- Opening Delimiter -
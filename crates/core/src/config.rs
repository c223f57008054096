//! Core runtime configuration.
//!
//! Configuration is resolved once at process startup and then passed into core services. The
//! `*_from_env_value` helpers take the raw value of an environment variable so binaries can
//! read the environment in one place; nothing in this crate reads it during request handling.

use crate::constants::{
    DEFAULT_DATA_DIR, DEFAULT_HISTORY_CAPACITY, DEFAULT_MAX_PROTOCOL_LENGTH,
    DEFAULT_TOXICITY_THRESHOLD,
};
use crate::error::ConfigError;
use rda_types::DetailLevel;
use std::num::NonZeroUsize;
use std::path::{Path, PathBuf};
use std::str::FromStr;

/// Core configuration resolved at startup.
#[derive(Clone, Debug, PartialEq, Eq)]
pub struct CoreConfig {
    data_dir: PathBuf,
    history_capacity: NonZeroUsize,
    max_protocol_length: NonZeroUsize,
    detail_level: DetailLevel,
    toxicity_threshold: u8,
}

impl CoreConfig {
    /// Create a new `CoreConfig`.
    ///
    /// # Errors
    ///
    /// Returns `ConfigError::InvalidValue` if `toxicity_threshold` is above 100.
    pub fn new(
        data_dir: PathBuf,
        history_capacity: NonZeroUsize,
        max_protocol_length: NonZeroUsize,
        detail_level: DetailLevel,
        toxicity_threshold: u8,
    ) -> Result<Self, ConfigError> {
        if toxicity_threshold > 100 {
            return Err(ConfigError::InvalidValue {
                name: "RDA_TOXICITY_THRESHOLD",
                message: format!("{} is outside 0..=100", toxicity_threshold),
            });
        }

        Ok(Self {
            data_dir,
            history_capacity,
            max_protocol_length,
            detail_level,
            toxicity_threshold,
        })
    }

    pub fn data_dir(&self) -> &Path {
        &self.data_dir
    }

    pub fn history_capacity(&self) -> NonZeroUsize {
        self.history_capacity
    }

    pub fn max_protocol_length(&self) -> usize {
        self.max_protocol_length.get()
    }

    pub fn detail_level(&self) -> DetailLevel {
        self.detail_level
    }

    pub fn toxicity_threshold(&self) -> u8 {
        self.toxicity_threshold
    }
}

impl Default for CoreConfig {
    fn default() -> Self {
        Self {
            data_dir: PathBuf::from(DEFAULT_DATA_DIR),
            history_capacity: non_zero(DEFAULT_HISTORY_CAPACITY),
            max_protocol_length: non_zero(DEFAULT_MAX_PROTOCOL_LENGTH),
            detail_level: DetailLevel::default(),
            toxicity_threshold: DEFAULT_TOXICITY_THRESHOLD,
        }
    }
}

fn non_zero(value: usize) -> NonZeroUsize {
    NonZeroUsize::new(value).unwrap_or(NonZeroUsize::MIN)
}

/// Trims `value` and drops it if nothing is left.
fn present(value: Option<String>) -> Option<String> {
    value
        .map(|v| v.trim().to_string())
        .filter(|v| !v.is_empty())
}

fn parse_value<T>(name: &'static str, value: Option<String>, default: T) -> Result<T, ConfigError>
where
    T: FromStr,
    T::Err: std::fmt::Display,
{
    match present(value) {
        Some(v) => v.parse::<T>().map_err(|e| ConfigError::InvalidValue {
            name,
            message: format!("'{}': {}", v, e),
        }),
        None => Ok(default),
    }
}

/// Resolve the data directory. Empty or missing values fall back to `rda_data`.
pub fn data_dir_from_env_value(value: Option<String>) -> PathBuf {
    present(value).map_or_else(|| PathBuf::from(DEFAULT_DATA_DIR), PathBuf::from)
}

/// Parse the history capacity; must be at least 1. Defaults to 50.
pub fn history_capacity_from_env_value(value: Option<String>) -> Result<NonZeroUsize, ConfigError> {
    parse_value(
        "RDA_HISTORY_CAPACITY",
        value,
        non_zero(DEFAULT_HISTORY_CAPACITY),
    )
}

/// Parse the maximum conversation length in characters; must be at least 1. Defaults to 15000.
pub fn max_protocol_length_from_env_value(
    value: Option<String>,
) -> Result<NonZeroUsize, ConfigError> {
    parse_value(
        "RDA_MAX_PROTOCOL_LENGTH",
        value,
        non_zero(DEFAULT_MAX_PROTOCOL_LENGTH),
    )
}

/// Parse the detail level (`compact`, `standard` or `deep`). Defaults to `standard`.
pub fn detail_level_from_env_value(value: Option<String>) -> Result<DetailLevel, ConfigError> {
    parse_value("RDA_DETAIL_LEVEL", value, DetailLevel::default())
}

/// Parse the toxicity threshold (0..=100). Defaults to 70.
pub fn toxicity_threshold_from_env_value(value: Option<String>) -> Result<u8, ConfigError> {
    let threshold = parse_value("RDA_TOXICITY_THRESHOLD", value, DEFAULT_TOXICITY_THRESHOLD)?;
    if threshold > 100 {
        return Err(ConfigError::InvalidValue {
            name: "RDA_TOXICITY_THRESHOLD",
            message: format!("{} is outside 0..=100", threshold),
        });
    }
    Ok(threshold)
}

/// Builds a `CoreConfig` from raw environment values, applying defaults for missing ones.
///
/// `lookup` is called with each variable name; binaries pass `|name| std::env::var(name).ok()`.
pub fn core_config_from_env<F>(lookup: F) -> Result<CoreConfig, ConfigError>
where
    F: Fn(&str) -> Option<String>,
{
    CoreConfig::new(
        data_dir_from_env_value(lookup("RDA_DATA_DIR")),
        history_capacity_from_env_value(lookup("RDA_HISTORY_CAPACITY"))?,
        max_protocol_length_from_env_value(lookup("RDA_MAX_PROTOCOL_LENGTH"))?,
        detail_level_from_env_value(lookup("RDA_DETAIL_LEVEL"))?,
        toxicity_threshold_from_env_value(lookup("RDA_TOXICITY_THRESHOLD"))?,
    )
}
- Closing Delimiter -
- Opening Delimiter -
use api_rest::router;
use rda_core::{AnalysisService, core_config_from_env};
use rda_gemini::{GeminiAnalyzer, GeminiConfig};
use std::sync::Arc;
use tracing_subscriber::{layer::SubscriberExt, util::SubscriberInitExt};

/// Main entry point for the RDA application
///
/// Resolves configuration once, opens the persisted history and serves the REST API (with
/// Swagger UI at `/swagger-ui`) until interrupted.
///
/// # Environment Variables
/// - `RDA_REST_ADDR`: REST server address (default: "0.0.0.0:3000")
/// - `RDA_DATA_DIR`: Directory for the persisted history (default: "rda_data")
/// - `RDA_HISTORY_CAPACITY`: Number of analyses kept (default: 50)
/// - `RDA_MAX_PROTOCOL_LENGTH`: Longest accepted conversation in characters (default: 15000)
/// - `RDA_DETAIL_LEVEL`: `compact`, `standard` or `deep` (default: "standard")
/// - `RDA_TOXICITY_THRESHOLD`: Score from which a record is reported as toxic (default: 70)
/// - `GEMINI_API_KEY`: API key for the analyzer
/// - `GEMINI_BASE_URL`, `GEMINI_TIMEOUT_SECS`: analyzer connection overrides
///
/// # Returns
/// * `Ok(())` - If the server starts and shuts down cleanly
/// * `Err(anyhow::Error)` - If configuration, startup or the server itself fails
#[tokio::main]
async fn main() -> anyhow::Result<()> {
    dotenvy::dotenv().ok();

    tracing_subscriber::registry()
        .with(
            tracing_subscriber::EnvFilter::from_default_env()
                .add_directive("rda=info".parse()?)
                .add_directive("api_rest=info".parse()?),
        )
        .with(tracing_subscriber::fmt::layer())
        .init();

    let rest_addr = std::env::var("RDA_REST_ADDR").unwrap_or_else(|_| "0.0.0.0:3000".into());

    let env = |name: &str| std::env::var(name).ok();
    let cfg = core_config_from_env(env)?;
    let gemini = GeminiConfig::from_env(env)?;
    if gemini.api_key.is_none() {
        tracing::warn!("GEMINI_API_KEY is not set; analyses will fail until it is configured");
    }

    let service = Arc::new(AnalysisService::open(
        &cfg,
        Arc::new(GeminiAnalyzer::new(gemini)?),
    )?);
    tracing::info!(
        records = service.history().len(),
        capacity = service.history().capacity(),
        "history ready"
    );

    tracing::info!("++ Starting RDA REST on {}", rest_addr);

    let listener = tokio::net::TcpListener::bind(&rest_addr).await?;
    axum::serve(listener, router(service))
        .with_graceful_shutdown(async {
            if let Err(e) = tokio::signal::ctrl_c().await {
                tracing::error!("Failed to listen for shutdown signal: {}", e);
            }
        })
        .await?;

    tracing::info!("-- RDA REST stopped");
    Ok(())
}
- Closing Delimiter -
- Opening Delimiter -
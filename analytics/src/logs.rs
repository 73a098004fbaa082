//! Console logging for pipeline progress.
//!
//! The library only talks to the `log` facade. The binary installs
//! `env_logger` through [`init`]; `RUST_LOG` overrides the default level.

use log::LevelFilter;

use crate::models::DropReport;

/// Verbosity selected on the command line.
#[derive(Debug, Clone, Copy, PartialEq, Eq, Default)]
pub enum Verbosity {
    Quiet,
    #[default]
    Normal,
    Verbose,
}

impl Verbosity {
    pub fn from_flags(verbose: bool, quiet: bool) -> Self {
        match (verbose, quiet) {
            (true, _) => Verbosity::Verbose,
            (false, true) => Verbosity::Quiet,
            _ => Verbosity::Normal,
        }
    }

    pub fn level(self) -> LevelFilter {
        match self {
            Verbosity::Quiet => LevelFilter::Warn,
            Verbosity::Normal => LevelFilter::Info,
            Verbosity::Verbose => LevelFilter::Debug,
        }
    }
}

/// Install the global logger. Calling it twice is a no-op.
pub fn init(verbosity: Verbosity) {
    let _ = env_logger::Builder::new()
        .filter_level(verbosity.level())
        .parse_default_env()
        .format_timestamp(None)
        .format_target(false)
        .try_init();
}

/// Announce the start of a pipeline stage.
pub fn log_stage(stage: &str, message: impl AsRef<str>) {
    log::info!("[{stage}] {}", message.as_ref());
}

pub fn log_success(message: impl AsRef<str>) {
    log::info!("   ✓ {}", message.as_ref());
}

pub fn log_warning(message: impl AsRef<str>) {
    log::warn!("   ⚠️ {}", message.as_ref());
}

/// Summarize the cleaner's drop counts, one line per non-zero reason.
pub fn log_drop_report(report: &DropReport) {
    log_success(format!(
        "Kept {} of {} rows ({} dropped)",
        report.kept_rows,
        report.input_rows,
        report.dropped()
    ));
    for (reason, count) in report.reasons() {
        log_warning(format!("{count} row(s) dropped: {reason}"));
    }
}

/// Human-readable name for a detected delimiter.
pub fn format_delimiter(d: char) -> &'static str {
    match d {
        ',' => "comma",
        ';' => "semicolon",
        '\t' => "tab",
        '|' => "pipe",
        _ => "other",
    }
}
- Closing Delimiter -
_What this task involves:_
In your answer, include only the lines above starting at the line that holds "filename crates/core/src/config.rs" and ending at the line that holds "pub fn history_capacity(&self)", copied exactly.

_Answer to the problem:_
filename crates/core/src/config.rs
repository c223f57008054096
//! Core runtime configuration.
//!
//! Configuration is resolved once at process startup and then passed into core services. The
//! `*_from_env_value` helpers take the raw value of an environment variable so binaries can
//! read the environment in one place; nothing in this crate reads it during request handling.

use crate::constants::{
    DEFAULT_DATA_DIR, DEFAULT_HISTORY_CAPACITY, DEFAULT_MAX_PROTOCOL_LENGTH,
    DEFAULT_TOXICITY_THRESHOLD,
};
use crate::error::ConfigError;
use rda_types::DetailLevel;
use std::num::NonZeroUsize;
use std::path::{Path, PathBuf};
use std::str::FromStr;

/// Core configuration resolved at startup.
#[derive(Clone, Debug, PartialEq, Eq)]
pub struct CoreConfig {
    data_dir: PathBuf,
    history_capacity: NonZeroUsize,
    max_protocol_length: NonZeroUsize,
    detail_level: DetailLevel,
    toxicity_threshold: u8,
}

impl CoreConfig {
    /// Create a new `CoreConfig`.
    ///
    /// # Errors
    ///
    /// Returns `ConfigError::InvalidValue` if `toxicity_threshold` is above 100.
    pub fn new(
        data_dir: PathBuf,
        history_capacity: NonZeroUsize,
        max_protocol_length: NonZeroUsize,
        detail_level: DetailLevel,
        toxicity_threshold: u8,
    ) -> Result<Self, ConfigError> {
        if toxicity_threshold > 100 {
            return Err(ConfigError::InvalidValue {
                name: "RDA_TOXICITY_THRESHOLD",
                message: format!("{} is outside 0..=100", toxicity_threshold),
            });
        }

        Ok(Self {
            data_dir,
            history_capacity,
            max_protocol_length,
            detail_level,
            toxicity_threshold,
        })
    }

    pub fn data_dir(&self) -> &Path {
        &self.data_dir
    }

    pub fn history_capacity(&self) -> NonZeroUsize {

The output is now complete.